Melih Aşık

Melih Aşık

m.asik@milliyet.com.tr

Tüm Yazıları

Koronalı birinci yılımızı dolduruyoruz. Bizi o kadar sevdi ki yeni yıla da bizimle giriyor. Önümüzdeki yıl yakamızı bırakır mı? Hiç öyle görünmüyor.

Can Kıraç dostumuz Cemal Süreya’nın dizelerini göndermiş. Günün mana ve ehemmiyetine uygun olarak aktaralım:

“Nasıl bir his biliyor musun,

Oda çok geniş ama sığamıyorsun

Bak kapı orada ama

çıkamıyorsun

Pencere açık ama

nefes alamıyorsun”

Yeni yıla böyle duygularla giriyoruz.

Oysa özel bir yıl olmasını bekliyorduk. 2020 yani bir yılın ilk iki sayısıyla son iki sayısının aynı olması yüz yılda bir görülüyordu. Geçen yüzyılda 1919 böyle bir yıldı. Türkiye için kurtuluşun ilk adımı olmuştu.
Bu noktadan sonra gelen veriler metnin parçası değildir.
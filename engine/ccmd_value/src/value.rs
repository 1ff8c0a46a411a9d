//! Runtime values.
//!
//! Every expression evaluates to a [`Value`]. Values keep their native type
//! while they move between nested expressions and function arguments; only
//! the final substitution into the template turns them into text, via
//! [`Value::to_output`].

use std::collections::BTreeMap;
use std::fmt;

use crate::heap::Heap;

/// Mapping payload. Ordered so that output and JSON are deterministic.
pub type Map = BTreeMap<String, Value>;

/// Runtime value of a template expression.
#[derive(Clone, Debug, PartialEq, Default)]
pub enum Value {
    /// Absence of a value. Renders as empty text.
    #[default]
    Null,
    Bool(bool),
    Int(i64),
    Float(f64),
    Str(Heap<String>),
    List(Heap<Vec<Value>>),
    Map(Heap<Map>),
}

impl Value {
    /// Create a string value.
    #[inline]
    pub fn string(s: impl Into<String>) -> Self {
        Value::Str(Heap::new(s.into()))
    }

    /// The empty string, the result of every resolution miss.
    #[inline]
    pub fn empty_str() -> Self {
        Value::string(String::new())
    }

    /// Create a list value.
    #[inline]
    pub fn list(items: Vec<Value>) -> Self {
        Value::List(Heap::new(items))
    }

    /// Create a map value.
    #[inline]
    pub fn map(entries: Map) -> Self {
        Value::Map(Heap::new(entries))
    }

    /// Create a map from `(key, value)` pairs.
    pub fn map_from<K: Into<String>>(pairs: impl IntoIterator<Item = (K, Value)>) -> Self {
        Value::map(pairs.into_iter().map(|(k, v)| (k.into(), v)).collect())
    }

    /// Get the type name for error messages.
    pub fn type_name(&self) -> &'static str {
        match self {
            Value::Null => "null",
            Value::Bool(_) => "bool",
            Value::Int(_) => "int",
            Value::Float(_) => "float",
            Value::Str(_) => "string",
            Value::List(_) => "list",
            Value::Map(_) => "map",
        }
    }

    /// Template truthiness: zero, empty, `false` and null are false.
    pub fn is_truthy(&self) -> bool {
        match self {
            Value::Null => false,
            Value::Bool(b) => *b,
            Value::Int(n) => *n != 0,
            Value::Float(f) => *f != 0.0 && !f.is_nan(),
            Value::Str(s) => !s.is_empty(),
            Value::List(items) => !items.is_empty(),
            Value::Map(entries) => !entries.is_empty(),
        }
    }

    #[inline]
    pub fn is_null(&self) -> bool {
        matches!(self, Value::Null)
    }

    /// Borrow the string payload.
    pub fn as_str(&self) -> Option<&str> {
        match self {
            Value::Str(s) => Some(s.as_str()),
            _ => None,
        }
    }

    /// Numeric view. Numeric strings count, since context identifiers and
    /// invocation arguments arrive as text.
    pub fn as_f64(&self) -> Option<f64> {
        match self {
            Value::Int(n) => Some(*n as f64),
            Value::Float(f) => Some(*f),
            Value::Str(s) => s.trim().parse::<f64>().ok().filter(|f| f.is_finite()),
            _ => None,
        }
    }

    /// Integer view. Floats with no fractional part and integer strings count.
    pub fn as_int(&self) -> Option<i64> {
        match self {
            Value::Int(n) => Some(*n),
            Value::Float(f) if f.fract() == 0.0 && f.is_finite() => {
                let truncated = *f as i64;
                (truncated as f64 == *f).then_some(truncated)
            }
            Value::Str(s) => s.trim().parse::<i64>().ok(),
            _ => None,
        }
    }

    /// Whether this is an `Int` or `Float`.
    #[inline]
    pub fn is_number(&self) -> bool {
        matches!(self, Value::Int(_) | Value::Float(_))
    }

    /// Render for substitution into a template.
    ///
    /// Null is empty text; strings are raw; lists and maps are compact JSON.
    /// Unbounded; use [`Value::render`] for anything a template built.
    pub fn to_output(&self) -> String {
        self.to_string()
    }

    /// Convert to a JSON value. Non-finite floats become JSON null.
    pub fn to_json(&self) -> serde_json::Value {
        match self {
            Value::Null => serde_json::Value::Null,
            Value::Bool(b) => serde_json::Value::Bool(*b),
            Value::Int(n) => serde_json::Value::from(*n),
            Value::Float(f) => serde_json::Number::from_f64(*f)
                .map_or(serde_json::Value::Null, serde_json::Value::Number),
            Value::Str(s) => serde_json::Value::String(s.to_string()),
            Value::List(items) => {
                serde_json::Value::Array(items.iter().map(Value::to_json).collect())
            }
            Value::Map(entries) => serde_json::Value::Object(
                entries
                    .iter()
                    .map(|(k, v)| (k.clone(), v.to_json()))
                    .collect(),
            ),
        }
    }

    /// Convert from a JSON value. Integers that fit `i64` stay integers.
    pub fn from_json(json: serde_json::Value) -> Self {
        match json {
            serde_json::Value::Null => Value::Null,
            serde_json::Value::Bool(b) => Value::Bool(b),
            serde_json::Value::Number(n) => match n.as_i64() {
                Some(i) => Value::Int(i),
                None => n.as_f64().map_or(Value::Null, Value::Float),
            },
            serde_json::Value::String(s) => Value::string(s),
            serde_json::Value::Array(items) => {
                Value::list(items.into_iter().map(Value::from_json).collect())
            }
            serde_json::Value::Object(entries) => Value::map(
                entries
                    .into_iter()
                    .map(|(k, v)| (k, Value::from_json(v)))
                    .collect(),
            ),
        }
    }

    /// Parse JSON text, or `None` if it is not valid JSON.
    pub fn parse_json(text: &str) -> Option<Self> {
        serde_json::from_str::<serde_json::Value>(text)
            .ok()
            .map(Value::from_json)
    }
}

impl fmt::Display for Value {
    fn fmt(&self, f: &mut fmt::Formatter<'_>) -> fmt::Result {
        match self {
            Value::Null => Ok(()),
            Value::Bool(b) => write!(f, "{b}"),
            Value::Int(n) => write!(f, "{n}"),
            Value::Float(n) => write!(f, "{n}"),
            Value::Str(s) => f.write_str(s),
            Value::List(_) | Value::Map(_) => {
                f.write_str(&serde_json::to_string(self).map_err(|_| fmt::Error)?)
            }
        }
    }
}

impl From<bool> for Value {
    fn from(b: bool) -> Self {
        Value::Bool(b)
    }
}

impl From<i64> for Value {
    fn from(n: i64) -> Self {
        Value::Int(n)
    }
}

impl From<f64> for Value {
    fn from(f: f64) -> Self {
        Value::Float(f)
    }
}

impl From<&str> for Value {
    fn from(s: &str) -> Self {
        Value::string(s)
    }
}

impl From<String> for Value {
    fn from(s: String) -> Self {
        Value::string(s)
    }
}

impl From<Vec<Value>> for Value {
    fn from(items: Vec<Value>) -> Self {
        Value::list(items)
    }
}

impl From<Map> for Value {
    fn from(entries: Map) -> Self {
        Value::map(entries)
    }
}

#[cfg(test)]
mod tests;
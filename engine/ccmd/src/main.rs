//! Ccmd CLI
//!
//! Runs custom command templates against in-memory hosts.

use ccmd::commands::{list_functions, run, CliError, RunOptions};

fn print_usage() {
    eprintln!("Usage: ccmd <command> [options]");
    eprintln!();
    eprintln!("Commands:");
    eprintln!("  run <template>   Evaluate a template and print the response");
    eprintln!("  functions        List the built-in functions");
    eprintln!();
    eprintln!("Run options:");
    eprintln!("  --context <file>  Invocation context as JSON");
    eprintln!("  --config <file>   Engine configuration as JSON");
    eprintln!("  --seed <file>     Members, entries and tables for the memory hosts");
    eprintln!("  -- <args>...      Invocation arguments, exposed as .Args");
}

#[tokio::main]
async fn main() {
    ccmd::init_tracing();

    let args: Vec<String> = std::env::args().collect();
    if args.len() < 2 {
        print_usage();
        std::process::exit(1);
    }

    let result = match args[1].as_str() {
        "run" => match RunOptions::parse(&args[2..]) {
            Ok(options) => run(&options).await,
            Err(err) => Err(err),
        },
        "functions" => {
            list_functions();
            Ok(())
        }
        "help" | "--help" | "-h" => {
            print_usage();
            Ok(())
        }
        other => Err(CliError::Usage(format!("unknown command '{other}'"))),
    };

    if let Err(err) = result {
        eprintln!("error: {err}");
        if matches!(err, CliError::Usage(_)) {
            eprintln!();
            print_usage();
        }
        std::process::exit(1);
    }
}
//! Positional and collection functions.

use std::cmp::Ordering;

use ccmd_value::Value;

use super::helpers::{
    arg, check_list_len, compare, len_to_value, optional, require_int, require_list, text_arg,
    text_value,
};
use super::random;
use crate::errors::{index_out_of_bounds, invalid_argument, wrong_arg_type, FnError, FnResult};
use crate::registry::{Arity, FunctionRegistry};

pub(super) fn register(registry: &mut FunctionRegistry) {
    registry.register_pure("index", Arity::AtLeast(2), index);
    registry.register_pure("slice", Arity::Between(2, 3), slice);
    registry.register_pure("seq", Arity::Between(1, 3), seq);
    registry.register_pure("shuffle", Arity::Exact(1), shuffle);
    registry.register_pure("sort", Arity::Between(1, 3), sort);
    registry.register_pure("len", Arity::Exact(1), len);
}

/// Convert a possibly negative index into a position, if in bounds.
fn position(index: i64, len: usize) -> Result<usize, FnError> {
    usize::try_from(index)
        .ok()
        .filter(|&i| i < len)
        .ok_or_else(|| index_out_of_bounds(index, len))
}

/// `index coll k1 k2 ...` walks one key per argument. Lists and strings
/// take integer positions; maps take keys, and a missing key is null.
fn index(args: &[Value]) -> FnResult {
    let mut current = args[0].clone();
    for (offset, key) in args[1..].iter().enumerate() {
        let key_index = offset + 1;
        current = match &current {
            Value::List(items) => {
                let at = key
                    .as_int()
                    .ok_or_else(|| wrong_arg_type(key_index, "an integer", key))?;
                items[position(at, items.len())?].clone()
            }
            Value::Map(entries) => entries
                .get(&*text_value(key, key_index)?)
                .cloned()
                .unwrap_or_default(),
            Value::Str(s) => {
                let at = key
                    .as_int()
                    .ok_or_else(|| wrong_arg_type(key_index, "an integer", key))?;
                let count = s.chars().count();
                let at = position(at, count)?;
                s.chars()
                    .nth(at)
                    .map_or_else(Value::empty_str, |c| Value::string(c.to_string()))
            }
            Value::Null => Value::Null,
            other => return Err(wrong_arg_type(0, "a list, map or string", other)),
        };
    }
    Ok(current)
}

/// Resolve `start [end]` against a length; `end` defaults to the length.
fn bounds(args: &[Value], len: usize) -> Result<(usize, usize), FnError> {
    let start = require_int(args, 1)?;
    let end = match optional(args, 2) {
        Some(_) => require_int(args, 2)?,
        None => i64::try_from(len).unwrap_or(i64::MAX),
    };
    let start_pos = usize::try_from(start).map_err(|_| index_out_of_bounds(start, len))?;
    let end_pos = usize::try_from(end).map_err(|_| index_out_of_bounds(end, len))?;
    if end_pos > len {
        return Err(index_out_of_bounds(end, len));
    }
    if start_pos > end_pos {
        return Err(invalid_argument(format!("slice start {start} is past end {end}")));
    }
    Ok((start_pos, end_pos))
}

/// `slice coll start [end]` on a list or (by characters) a string.
fn slice(args: &[Value]) -> FnResult {
    match arg(args, 0) {
        Value::List(items) => {
            let (start, end) = bounds(args, items.len())?;
            Ok(Value::list(items[start..end].to_vec()))
        }
        Value::Str(s) => {
            let chars: Vec<char> = s.chars().collect();
            let (start, end) = bounds(args, chars.len())?;
            Ok(Value::string(chars[start..end].iter().collect::<String>()))
        }
        other => Err(wrong_arg_type(0, "a list or string", other)),
    }
}

/// `seq n`, `seq start end` or `seq start end step`; `end` is exclusive.
fn seq(args: &[Value]) -> FnResult {
    let (start, end) = if args.len() == 1 {
        (0, require_int(args, 0)?)
    } else {
        (require_int(args, 0)?, require_int(args, 1)?)
    };
    let step = match optional(args, 2) {
        Some(_) => require_int(args, 2)?,
        None => 1,
    };
    if step == 0 {
        return Err(invalid_argument("seq step must not be zero"));
    }
    let count = if (step > 0 && end > start) || (step < 0 && end < start) {
        end.abs_diff(start).div_ceil(step.unsigned_abs())
    } else {
        0
    };
    check_list_len(usize::try_from(count).unwrap_or(usize::MAX))?;
    let mut items = Vec::with_capacity(count as usize);
    let mut n = start;
    for _ in 0..count {
        items.push(Value::Int(n));
        // The last step may overflow past `end`; it is never pushed.
        n = n.saturating_add(step);
    }
    Ok(Value::list(items))
}

fn shuffle(args: &[Value]) -> FnResult {
    let mut items = require_list(args, 0)?.to_vec();
    random::shuffle(&mut items)?;
    Ok(Value::list(items))
}

/// `sort list [key] [reverse]`. Elements (or, for a list of maps, the
/// values at `key`) must be all numbers or all strings.
fn sort(args: &[Value]) -> FnResult {
    let items = require_list(args, 0)?;
    let mut key: Option<String> = None;
    let mut reverse = false;
    for (i, option) in args.iter().enumerate().skip(1) {
        match option {
            Value::Bool(b) => reverse = *b,
            Value::Str(_) | Value::Int(_) => key = Some(text_arg(args, i)?.into_owned()),
            other => return Err(wrong_arg_type(i, "a key or a bool", other)),
        }
    }

    let mut keyed = Vec::with_capacity(items.len());
    for (i, item) in items.iter().enumerate() {
        let sort_key = match (&key, item) {
            (None, _) => item.clone(),
            (Some(k), Value::Map(entries)) => entries
                .get(k)
                .cloned()
                .ok_or_else(|| invalid_argument(format!("element {i} has no key `{k}`")))?,
            (Some(_), other) => return Err(wrong_arg_type(0, "a list of maps", other)),
        };
        keyed.push((sort_key, item.clone()));
    }

    let all_numbers = keyed.iter().all(|(k, _)| k.is_number());
    let all_strings = keyed.iter().all(|(k, _)| k.as_str().is_some());
    if !all_numbers && !all_strings {
        return Err(FnError::new("cannot sort a mix of numbers and other values"));
    }
    keyed.sort_by(|(a, _), (b, _)| compare(a, b).unwrap_or(Ordering::Equal));
    if reverse {
        keyed.reverse();
    }
    Ok(Value::list(keyed.into_iter().map(|(_, item)| item).collect()))
}

/// Characters of a string, items of a list, or entries of a map.
fn len(args: &[Value]) -> FnResult {
    match arg(args, 0) {
        Value::Str(s) => len_to_value(s.chars().count()),
        Value::List(items) => len_to_value(items.len()),
        Value::Map(entries) => len_to_value(entries.len()),
        Value::Null => Ok(Value::Int(0)),
        other => Err(wrong_arg_type(0, "a string, list or map", other)),
    }
}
Bu yıl hiç ona benzemedi.

Haberin Devamı

Nefes almanın, sokakta havayı soluyarak yürümenin, bir dostu yanağından öpmenin, bir kafeye oturup çay içmenin bile nimet olduğunu idrak ettiğimiz günler yaşıyoruz.

Milyonlarca işsiz güçsüz insan, bin lira aylıkla geçinmeye çalışan aileler, havasız odalarda bunalan yaşlılar, dört duvar arasında gerilen çocuklar ve türlü çeşitli eziyetler içindeyiz.

Yeni yılda yeni bir hayattan vazgeçtik, eski hayata dönmenin özlemi içindeyiz.

2020 yılı dünya tarihinin dönüm noktalarından biri oldu.

Dileğimiz, 2021 bu yıla benzemesin, normal bir yıl olsun...

CİNNET VATAN!

Öyle bir ülkede yaşıyoruz ki her gün hiçbir ülkede rastlanmayacak olaylar burada cereyan ediyor. Mizah önemini kaybediyor. İşte son birkaç günlük gazetelerden derlediğimiz olaylardan bir demet:

- Konya’da yol ortasında yürüyen vatandaş kendisini uyaran taksi şoförünü bıçakladı.

- Bartın’da bir sürücü, aracının söktüğü direksiyonunu yan koltukta oturan arkadaşına verdi, ardından kurbağacık anahtarını direksiyonun bağlantı yerine geçirerek arabayı kullandı.

- İzmit’te yaptığı saç tıraşını beğenmediği berberini bıçakladı.

- İstanbul Üsküdar’da bez bebekle dilencilik yapan kadına ceza kesildi.

(Sahici bebekle soğukta dilencilik yapanlara ceza kesildiğini hiç duymadık.)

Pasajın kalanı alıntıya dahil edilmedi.